L’insertion sociale plurielle des femmes cadres supérieurs en Suisse. Contribution à l’étude du bien-être subjectif au quotidien. Approche intégrative qualitative
Après une licence en philosophie (psychologie et sociologie) à l’Université de Fribourg en 2001, María del Río Carral a obtenu, en 2011, le titre de docteure en Psychologie de l’Université de Lausanne sous la direction de la prof. Marie Santiago-Delefosse. Post-doctorante boursière au FNRS-Belgique, elle est actuellement chargée de recherche à l’Université Catholique de Louvain. Depuis une quarantaine d’années, de nombreux travaux étudient les relations entre les différents milieux de vie au quotidien et, plus particulièrement, l’impact de leurs articulations singulières sur la santé. On peut les classer selon deux axes principaux : l’un aborde ce phénomène selon une perspective de « conflit travail-famille » en terme de « stress », l’autre se focalise sur la promotion du « bien-être » au travers d’une approche d’« équilibre travail-vie ». Or, l’ensemble de ces recherches considère que les désajustements, les contradictions et les tensions vécus au quotidien sont « pathogènes ». Le « bien-être » apparaît alors comme un état d’équilibre ultime indépendant du contexte de vie du sujet. Ainsi, peu de recherches portent sur la dimension située du bien-être dans son rapport à l’activité concrète au sein des milieux de vie.
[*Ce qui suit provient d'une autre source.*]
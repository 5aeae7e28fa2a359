use std::collections::BTreeMap;

use types::Address;

/// Breakpoint addresses and whether each is currently armed.
///
/// A breakpoint disarms itself when hit so the halted instruction can be
/// stepped over on resume; the run loop re-arms it once that step completes.
#[derive(Clone, Debug, Default)]
pub struct Breakpoints {
    entries: BTreeMap<Address, bool>,
}

impl Breakpoints {
    pub fn set(&mut self, address: Address) {
        self.entries.insert(address, true);
    }

    pub fn clear(&mut self, address: Address) -> bool {
        self.entries.remove(&address).is_some()
    }

    pub fn is_armed(&self, address: Address) -> bool {
        self.entries.get(&address).copied().unwrap_or(false)
    }

    pub fn disarm(&mut self, address: Address) {
        if let Some(armed) = self.entries.get_mut(&address) {
            *armed = false;
        }
    }

    pub fn rearm(&mut self, address: Address) {
        if let Some(armed) = self.entries.get_mut(&address) {
            *armed = true;
        }
    }

    pub fn addresses(&self) -> impl Iterator<Item = Address> + '_ {
        self.entries.keys().copied()
    }

    pub fn contains(&self, address: Address) -> bool {
        self.entries.contains_key(&address)
    }
}
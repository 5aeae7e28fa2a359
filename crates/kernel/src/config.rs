use dyld::LoaderConfig;
use types::{Gid, Uid};

#[derive(Debug, Clone, PartialEq, Eq)]
pub struct UserEntry {
    pub name: String,
    pub uid: Uid,
}

#[derive(Debug, Clone, PartialEq, Eq)]
pub struct GroupEntry {
    pub name: String,
    pub gid: Gid,
    pub members: Vec<Uid>,
}

/// Settings for one kernel instance.
#[derive(Debug, Clone)]
pub struct KernelConfig {
    /// The only path `execve` resolves.
    pub shell_path: String,
    pub loader: LoaderConfig,
    /// Log every executed instruction at `trace` level.
    pub trace_instructions: bool,
    pub users: Vec<UserEntry>,
    pub groups: Vec<GroupEntry>,
}

impl Default for KernelConfig {
    fn default() -> Self {
        Self {
            shell_path: "/bin/sh".to_string(),
            loader: LoaderConfig::default(),
            trace_instructions: false,
            users: vec![UserEntry {
                name: "root".to_string(),
                uid: 0,
            }],
            groups: vec![GroupEntry {
                name: "wheel".to_string(),
                gid: 0,
                members: vec![0],
            }],
        }
    }
}
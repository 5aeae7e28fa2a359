use types::{Address, Protection};

/// A named, protection-tagged address range mapped into a [`VirtualMemory`].
///
/// [`VirtualMemory`]: super::VirtualMemory
#[derive(Clone, Debug, PartialEq, Eq)]
pub struct Segment {
    pub name: String,
    pub start: Address,
    pub size: u64,
    pub protection: Protection,
}

impl Segment {
    pub fn new(name: impl Into<String>, start: Address, size: u64, protection: Protection) -> Self {
        Self {
            name: name.into(),
            start,
            size,
            protection,
        }
    }

    /// Exclusive end address, or `None` if the range wraps the address space.
    pub fn end(&self) -> Option<Address> {
        self.start.checked_add(self.size)
    }

    pub fn contains(&self, address: Address) -> bool {
        address >= self.start && address - self.start < self.size
    }

    pub fn overlaps(&self, other: &Segment) -> bool {
        match (self.end(), other.end()) {
            (Some(a_end), Some(b_end)) => self.start < b_end && other.start < a_end,
            _ => true,
        }
    }
}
Notre étude examine cette question auprès de femmes cadres supérieurs, selon une perspective critique et développementale en psychologie de la santé. En effet, cette population constitue un terrain privilégié pour comprendre le sens donné à l’activité à partir des contraintes, responsabilités et demandes perçues dans des contextes parfois contradictoires, et pour analyser le rôle de ces contextes dans le bien-être subjectif.
Nous avons mené des entretiens focalisés sur l’activité quotidienne auprès de 20 femmes, et ceci en deux temps (T1-T2) (40 entretiens). Les résultats issus des analyses du contenu de ces discours permettent de saisir le vécu de l’articulation entre milieux de vie chez nos participantes, selon trois axes à la fois interdépendants et autonomes. Chaque axe se définit par une série de supports spécifiques jouant un rôle structurant dans leur bien-être subjectif. Ainsi, le premier axe se caractérise par des supports de maîtrise subjective, ainsi que par l’appropriation de contraintes sociales et corporelles, selon un rythme soutenu de l’activité. Le deuxième axe s’accompagne de supports qui favorisent la prise de distance par le relâchement du rythme et du lâcher prise et par la création d’espaces personnels et sociaux « pour soi ». Enfin, le troisième axe porte sur le positionnement de soi par rapport à autrui en terme de « personnalisation ».
Construits en rapport à la corporéité et à autrui au sein de contextes spécifiques, ces différents supports prennent leur sens au sein d’un système global de pratiques, unique pour chaque femme. Selon cette conception critique, le bien-être subjectif chez les femmes cadres se définit comme le fruit d’un processus mouvant, issu des tensions vécues entre les trois axes de l’articulation des milieux de vie. Il est par conséquent social, corporel et psychologique.